Collected data entries

------------------------------------------------

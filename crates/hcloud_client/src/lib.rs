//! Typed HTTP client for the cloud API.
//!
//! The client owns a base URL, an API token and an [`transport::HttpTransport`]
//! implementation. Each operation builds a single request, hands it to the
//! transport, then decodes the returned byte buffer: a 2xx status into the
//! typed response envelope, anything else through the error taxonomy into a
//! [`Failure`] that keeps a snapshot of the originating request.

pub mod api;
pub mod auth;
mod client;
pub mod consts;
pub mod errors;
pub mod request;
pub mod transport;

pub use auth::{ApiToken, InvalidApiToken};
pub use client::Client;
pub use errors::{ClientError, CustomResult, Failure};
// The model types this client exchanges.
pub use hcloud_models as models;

------------------------------------------------

**THE TASK:**
Only the final stretch of the entries above is needed: print exactly the lines from the line containing "this client exchanges." through the last one.

**TASK RESPONSE:**
// The model types this client exchanges.
pub use hcloud_models as models;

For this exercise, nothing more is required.